## [Problem requirements]
Return every line of the entries that includes the word "super".

====== Exercise data ======

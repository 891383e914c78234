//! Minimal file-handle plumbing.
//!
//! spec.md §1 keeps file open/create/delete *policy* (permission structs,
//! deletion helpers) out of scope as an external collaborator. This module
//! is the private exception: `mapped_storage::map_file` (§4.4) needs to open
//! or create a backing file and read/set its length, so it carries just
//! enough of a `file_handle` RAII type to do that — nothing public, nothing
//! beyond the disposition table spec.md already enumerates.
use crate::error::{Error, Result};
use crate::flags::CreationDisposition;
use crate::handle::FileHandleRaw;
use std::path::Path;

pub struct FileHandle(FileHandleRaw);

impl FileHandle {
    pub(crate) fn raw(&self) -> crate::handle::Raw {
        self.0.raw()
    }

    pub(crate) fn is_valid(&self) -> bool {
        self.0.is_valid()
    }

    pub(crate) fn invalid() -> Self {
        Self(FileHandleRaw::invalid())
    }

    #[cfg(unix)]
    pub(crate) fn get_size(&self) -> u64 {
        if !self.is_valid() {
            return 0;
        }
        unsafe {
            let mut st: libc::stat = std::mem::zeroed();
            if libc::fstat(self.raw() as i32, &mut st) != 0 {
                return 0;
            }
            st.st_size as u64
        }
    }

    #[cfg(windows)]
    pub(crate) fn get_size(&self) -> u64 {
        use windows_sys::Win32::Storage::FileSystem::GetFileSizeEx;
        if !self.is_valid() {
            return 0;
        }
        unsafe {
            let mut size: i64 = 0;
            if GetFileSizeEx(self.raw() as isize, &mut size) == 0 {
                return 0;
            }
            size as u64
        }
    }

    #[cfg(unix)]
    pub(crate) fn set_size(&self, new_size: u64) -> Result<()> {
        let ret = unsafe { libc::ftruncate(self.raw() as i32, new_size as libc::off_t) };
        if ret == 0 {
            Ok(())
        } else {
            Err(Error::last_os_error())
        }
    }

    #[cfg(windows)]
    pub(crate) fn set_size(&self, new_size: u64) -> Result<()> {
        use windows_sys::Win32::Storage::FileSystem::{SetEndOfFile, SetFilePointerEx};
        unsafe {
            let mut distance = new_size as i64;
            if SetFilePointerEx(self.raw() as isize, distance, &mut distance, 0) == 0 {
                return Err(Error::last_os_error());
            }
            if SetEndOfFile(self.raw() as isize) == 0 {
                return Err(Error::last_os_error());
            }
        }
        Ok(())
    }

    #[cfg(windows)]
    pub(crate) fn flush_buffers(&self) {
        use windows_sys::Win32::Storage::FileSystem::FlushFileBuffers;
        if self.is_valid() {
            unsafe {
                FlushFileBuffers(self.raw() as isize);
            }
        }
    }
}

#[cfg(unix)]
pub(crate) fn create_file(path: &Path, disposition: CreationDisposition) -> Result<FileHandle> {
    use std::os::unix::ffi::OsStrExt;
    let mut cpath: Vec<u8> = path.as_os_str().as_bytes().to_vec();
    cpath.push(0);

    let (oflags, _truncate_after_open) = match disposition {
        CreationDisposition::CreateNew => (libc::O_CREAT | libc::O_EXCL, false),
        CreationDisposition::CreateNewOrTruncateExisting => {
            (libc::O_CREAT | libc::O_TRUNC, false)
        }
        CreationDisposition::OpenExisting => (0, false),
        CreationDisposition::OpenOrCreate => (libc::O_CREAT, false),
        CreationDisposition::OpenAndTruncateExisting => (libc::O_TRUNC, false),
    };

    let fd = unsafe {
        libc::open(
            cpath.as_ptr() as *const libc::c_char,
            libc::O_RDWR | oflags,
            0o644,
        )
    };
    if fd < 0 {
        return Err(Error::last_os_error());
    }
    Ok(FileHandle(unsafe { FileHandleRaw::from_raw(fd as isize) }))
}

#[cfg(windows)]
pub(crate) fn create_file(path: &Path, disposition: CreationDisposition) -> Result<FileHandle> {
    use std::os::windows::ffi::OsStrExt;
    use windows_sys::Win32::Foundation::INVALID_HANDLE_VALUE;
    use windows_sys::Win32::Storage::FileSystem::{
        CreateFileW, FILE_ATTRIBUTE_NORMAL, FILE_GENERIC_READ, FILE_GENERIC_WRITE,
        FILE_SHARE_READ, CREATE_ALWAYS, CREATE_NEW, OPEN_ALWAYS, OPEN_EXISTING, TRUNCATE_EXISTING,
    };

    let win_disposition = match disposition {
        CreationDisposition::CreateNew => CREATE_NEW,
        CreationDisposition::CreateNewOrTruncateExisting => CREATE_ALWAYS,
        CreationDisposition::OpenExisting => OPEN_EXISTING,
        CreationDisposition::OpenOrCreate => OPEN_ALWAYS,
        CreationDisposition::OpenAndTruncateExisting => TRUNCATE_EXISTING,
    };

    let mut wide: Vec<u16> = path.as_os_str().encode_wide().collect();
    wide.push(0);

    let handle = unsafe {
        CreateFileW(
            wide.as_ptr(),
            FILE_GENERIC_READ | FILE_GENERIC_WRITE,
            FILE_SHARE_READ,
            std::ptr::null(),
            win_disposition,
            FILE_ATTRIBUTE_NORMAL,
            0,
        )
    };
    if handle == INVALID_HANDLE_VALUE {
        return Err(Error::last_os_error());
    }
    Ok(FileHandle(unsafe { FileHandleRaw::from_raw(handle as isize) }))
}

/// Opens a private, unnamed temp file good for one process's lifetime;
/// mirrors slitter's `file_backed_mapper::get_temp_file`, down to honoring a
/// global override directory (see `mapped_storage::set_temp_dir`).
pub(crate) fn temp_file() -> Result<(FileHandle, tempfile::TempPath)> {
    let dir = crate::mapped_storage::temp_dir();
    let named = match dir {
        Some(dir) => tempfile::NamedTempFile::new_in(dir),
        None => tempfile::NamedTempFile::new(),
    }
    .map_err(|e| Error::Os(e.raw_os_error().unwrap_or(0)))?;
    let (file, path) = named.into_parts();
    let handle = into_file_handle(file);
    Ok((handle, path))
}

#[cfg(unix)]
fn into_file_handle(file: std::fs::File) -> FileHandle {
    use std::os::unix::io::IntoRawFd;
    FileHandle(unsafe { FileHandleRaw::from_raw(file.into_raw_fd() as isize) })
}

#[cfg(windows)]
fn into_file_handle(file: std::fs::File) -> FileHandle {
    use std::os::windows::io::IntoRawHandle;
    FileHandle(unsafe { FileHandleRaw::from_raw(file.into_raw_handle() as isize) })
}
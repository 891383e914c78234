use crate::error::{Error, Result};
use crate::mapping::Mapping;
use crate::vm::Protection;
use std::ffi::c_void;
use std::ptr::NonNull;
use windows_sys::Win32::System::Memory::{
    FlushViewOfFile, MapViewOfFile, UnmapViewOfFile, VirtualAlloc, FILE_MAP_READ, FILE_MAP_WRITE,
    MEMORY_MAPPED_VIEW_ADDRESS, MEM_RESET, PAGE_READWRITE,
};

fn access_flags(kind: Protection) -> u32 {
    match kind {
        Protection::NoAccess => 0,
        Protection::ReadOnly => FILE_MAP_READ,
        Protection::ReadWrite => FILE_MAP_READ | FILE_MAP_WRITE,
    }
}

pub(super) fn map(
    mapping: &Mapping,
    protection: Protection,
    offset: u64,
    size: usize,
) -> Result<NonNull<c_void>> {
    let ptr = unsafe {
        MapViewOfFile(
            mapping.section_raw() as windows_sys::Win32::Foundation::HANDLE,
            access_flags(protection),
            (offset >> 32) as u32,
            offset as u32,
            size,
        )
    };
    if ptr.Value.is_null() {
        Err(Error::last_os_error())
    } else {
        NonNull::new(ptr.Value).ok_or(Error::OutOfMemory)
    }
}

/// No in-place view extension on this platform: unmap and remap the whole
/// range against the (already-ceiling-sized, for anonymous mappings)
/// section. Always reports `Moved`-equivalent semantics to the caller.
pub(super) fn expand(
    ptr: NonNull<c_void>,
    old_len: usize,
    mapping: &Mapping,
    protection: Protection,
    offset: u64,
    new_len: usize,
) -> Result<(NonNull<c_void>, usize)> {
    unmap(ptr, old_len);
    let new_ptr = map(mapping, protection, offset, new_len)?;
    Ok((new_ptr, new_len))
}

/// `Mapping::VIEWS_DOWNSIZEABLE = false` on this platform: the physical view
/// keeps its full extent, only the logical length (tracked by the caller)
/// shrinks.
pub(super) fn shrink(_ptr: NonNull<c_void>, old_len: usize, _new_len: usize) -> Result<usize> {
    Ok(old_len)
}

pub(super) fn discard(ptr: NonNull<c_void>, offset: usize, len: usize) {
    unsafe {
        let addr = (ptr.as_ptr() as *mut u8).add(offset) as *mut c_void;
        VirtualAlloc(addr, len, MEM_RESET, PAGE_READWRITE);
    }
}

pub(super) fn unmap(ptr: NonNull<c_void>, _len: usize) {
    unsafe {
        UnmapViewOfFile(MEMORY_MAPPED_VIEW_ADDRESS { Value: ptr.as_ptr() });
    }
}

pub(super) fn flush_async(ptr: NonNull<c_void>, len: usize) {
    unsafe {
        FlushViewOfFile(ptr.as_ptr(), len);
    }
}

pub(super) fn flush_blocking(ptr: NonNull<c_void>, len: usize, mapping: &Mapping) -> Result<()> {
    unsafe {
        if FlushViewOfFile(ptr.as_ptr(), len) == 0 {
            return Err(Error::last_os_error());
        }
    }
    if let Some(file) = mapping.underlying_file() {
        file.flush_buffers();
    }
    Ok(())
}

======

## [Solution to the exercise]
pub(super) fn map(
pub(super) fn expand(
pub(super) fn shrink(_ptr: NonNull<c_void>, old_len: usize, _new_len: usize) -> Result<usize> {
pub(super) fn discard(ptr: NonNull<c_void>, offset: usize, len: usize) {
pub(super) fn unmap(ptr: NonNull<c_void>, _len: usize) {
pub(super) fn flush_async(ptr: NonNull<c_void>, len: usize) {
pub(super) fn flush_blocking(ptr: NonNull<c_void>, len: usize, mapping: &Mapping) -> Result<()> {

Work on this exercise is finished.